/MachineLearning4Genomics

Machine Learning for Genomics Course.

Primary LanguageJupyter NotebookCreative Commons Attribution 4.0 InternationalCC-BY-4.0

Machine Learning For Genomics

Introduction

Genomic data generated by researchers has grown exponentially. This increase demands even better tools to derive insights from the data, including augmenting other data for better inference and decision-making. Machine learning, Deep learning, and artificial intelligence have matured with powerful tools that can be applied in Genomics. However, in Africa, there is still a skills gap among Bioinformatics students in these technologies. In this course, we introduce the basics of machine learning, including practical skills in transforming genomic data for machine learning modelling. Although the MSc Bioinformatics curricula contain the course, it is not being taught, putting the students at a disadvantage, as Bioinformatics leans more towards data science.

Competencies

In this short course, we intend to impart knowledge and skills in the following competencies (See ISCB Competencies):

  1. Knowledge and skills: Details of the scientific discovery process and the role of bioinformatics in it.
  2. Knowledge, comprehension, and Application: Statistical, machine learning, and data science research methods in the context of molecular biology, genomics, medical or population genetics research
  3. Knowledge and Application: Command line and scripting-based computing skills appropriate to the discipline.
  4. Knowledge and skills: Data management

Learning Objectives

To attain the above competencies, the workshop participants should be able to:

  1. Describe the application of machine learning in genomics
  2. Explain the various machine learning principles and how they can be applied to genomics
  3. Explain the research design approaches as applied to machine learning for genomics
  4. Know the various open science tools (Jupyter Notebooks, Pandas, Conda)and how they support a reproducible bioinformatics research
  5. Know the various machine learning frameworks in Python

Learning Outcomes

From the above objectives, the workshop participant should acquire the following skills;

  1. Be able to set up Jupyter and Conda environments for machine learning for a genomic project to ensure reproducibility
  2. Be able to transform genomic data for machine learning modelling
  3. Be able to perform exploratory analysis on genomic data, feature engineering, and parameter selection
  4. Be able to develop and validate machine learning models using genomic data

Instructors

  1. Caleb Kibet

Who should attend?

EANBiT Fellows

Contents

This course is broken up into several notebooks (lectures).

Session 1

Session 2

Session 3

Session 4

  • Notebook_06 Machine Learning Using VCF output: Dimensionality Reduction

Quick Introduction to Jupyter Notebooks

Throughout this course, we will be using Jupyter Notebooks.

Introduction

The Jupyter Notebook is an interactive computing environment that enables users to author notebooks, which contain a complete and self-contained record of a computation. These notebooks can be shared more efficiently. The notebooks may contain:

  • Live code
  • Interactive widgets
  • Plots
  • Narrative text
  • Equations
  • Images
  • Video

It is good to note that "Jupyter" is a loose acronym meaning Julia, Python, and R; the primary languages supported by Jupyter.

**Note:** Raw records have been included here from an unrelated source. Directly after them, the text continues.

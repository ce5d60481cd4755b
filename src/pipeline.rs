//! Mutation pipeline
//!
//! Entry point for the log-entry CRUD handlers: after a successful raw
//! write they hand the mutation here. The ledger delta is the mutation's
//! concern and its failure is the caller's failure; achievement evaluation
//! is best-effort and never fails or rolls back the triggering write.

use std::sync::Arc;

use bson::oid::ObjectId;
use tracing::warn;

use crate::achievements::{AchievementCatalog, AchievementEvaluator, GrantStore};
use crate::activity::ActivityStore;
use crate::ledger::{LedgerStore, LedgerUpdater, LogMutation};
use crate::types::Result;

/// Wires the ledger updater and achievement evaluator behind one call
pub struct ProgressTracker<L, C, A, G>
where
    L: LedgerStore,
    C: AchievementCatalog,
    A: ActivityStore,
    G: GrantStore,
{
    updater: LedgerUpdater<L>,
    evaluator: AchievementEvaluator<C, A, G>,
}

impl<L, C, A, G> ProgressTracker<L, C, A, G>
where
    L: LedgerStore,
    C: AchievementCatalog,
    A: ActivityStore,
    G: GrantStore,
{
    pub fn new(ledger: Arc<L>, catalog: Arc<C>, activity: Arc<A>, grants: Arc<G>) -> Self {
        Self {
            updater: LedgerUpdater::new(ledger),
            evaluator: AchievementEvaluator::new(catalog, activity, grants),
        }
    }

    /// Apply a log-entry mutation: validate, post the ledger delta(s),
    /// then run a best-effort achievement pass for the user.
    pub async fn apply(&self, mutation: LogMutation) -> Result<()> {
        mutation.validate()?;
        self.updater.apply(&mutation).await?;

        let user = mutation.user_id();
        if let Err(e) = self.evaluator.evaluate(&user).await {
            // Skipped, not retried; the next mutation re-evaluates
            warn!(user = %user, error = %e, "Achievement evaluation skipped");
        }
        Ok(())
    }

    /// On-demand achievement pass, independent of any mutation
    pub async fn evaluate_achievements(&self, user: &ObjectId) -> Result<Vec<String>> {
        self.evaluator.evaluate(user).await
    }

    pub fn ledger(&self) -> &Arc<L> {
        self.updater.store()
    }
}
//! Error types for the vitalog core

use thiserror::Error;

/// Crate-wide result alias
pub type Result<T> = std::result::Result<T, VitalogError>;

/// Errors surfaced by the progress-ledger and achievement core
#[derive(Error, Debug)]
pub enum VitalogError {
    /// Raw log-entry input rejected before any ledger delta was attempted
    #[error("Validation error: {0}")]
    Validation(String),

    /// Storage operation failed; the triggering mutation is not reflected
    /// in progress and the caller owns the failure
    #[error("Database error: {0}")]
    Database(String),

    /// Achievement catalog could not be read; the evaluation pass aborts
    /// without partial grants
    #[error("Achievement catalog unavailable: {0}")]
    Catalog(String),

    #[error("Not found: {0}")]
    NotFound(String),

    #[error("Internal error: {0}")]
    Internal(String),
}
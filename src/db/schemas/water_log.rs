//! Water intake log document schema

use bson::{doc, oid::ObjectId, DateTime, Document};
use mongodb::options::IndexOptions;
use serde::{Deserialize, Serialize};

use crate::db::mongo::{IntoIndexes, MutMetadata};
use crate::db::schemas::Metadata;
use crate::types::{Result, VitalogError};

/// Collection name for water logs
pub const WATER_COLLECTION: &str = "waterLogs";

/// A single logged water intake
#[derive(Serialize, Deserialize, Clone, Debug)]
#[serde(rename_all = "camelCase")]
pub struct WaterLogDoc {
    /// MongoDB document ID
    #[serde(rename = "_id", skip_serializing_if = "Option::is_none")]
    pub _id: Option<ObjectId>,

    #[serde(default)]
    pub metadata: Metadata,

    /// Owning user
    pub user_id: ObjectId,

    /// When the water was logged
    pub date: DateTime,

    /// Volume in milliliters
    pub amount_ml: f64,
}

impl WaterLogDoc {
    pub fn new(user_id: ObjectId, amount_ml: f64, date: DateTime) -> Self {
        Self {
            _id: None,
            metadata: Metadata::new(),
            user_id,
            date,
            amount_ml,
        }
    }

    /// Reject malformed input before any ledger delta is attempted
    pub fn validate(&self) -> Result<()> {
        if !self.amount_ml.is_finite() || self.amount_ml <= 0.0 {
            return Err(VitalogError::Validation(
                "Water amount must be greater than 0".into(),
            ));
        }
        Ok(())
    }
}

impl IntoIndexes for WaterLogDoc {
    fn into_indices() -> Vec<(Document, Option<IndexOptions>)> {
        vec![(
            doc! { "userId": 1, "date": 1 },
            Some(
                IndexOptions::builder()
                    .name("user_date_index".to_string())
                    .build(),
            ),
        )]
    }
}

impl MutMetadata for WaterLogDoc {
    fn mut_metadata(&mut self) -> &mut Metadata {
        &mut self.metadata
    }
}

The notebook can allow a computational researcher to create reproducible documentation of their research. As Bioinformatics is datacentric, the use of Jupyter Notebooks increases research transparency, hence promoting open science.

Pre-requisites

Machine learning for genomics assumes familiarity with Python and Pandas. Please have a look at the Python4Bioinformatics training materials for a refresher.

First Steps

Installation

  1. Download Miniconda for your specific OS to your home directory
    • Linux: wget https://repo.continuum.io/miniconda/Miniconda3-latest-Linux-x86_64.sh
    • Mac: curl https://repo.continuum.io/miniconda/Miniconda3-latest-MacOSX-x86_64.sh
  2. Run:
    • bash Miniconda3-latest-Linux-x86_64.sh
    • bash Miniconda3-latest-MacOSX-x86_64.sh
  3. Follow all the prompts: if unsure, accept defaults
  4. Close and re-open your terminal
  5. If the installation is successful, you should see a list of installed packages with
    • conda list

If the command cannot be found, you can add the Anaconda bin to the path using: export PATH=~/miniconda3/bin:$PATH

For reproducible analysis, you can create a conda environment with all the Python packages you used.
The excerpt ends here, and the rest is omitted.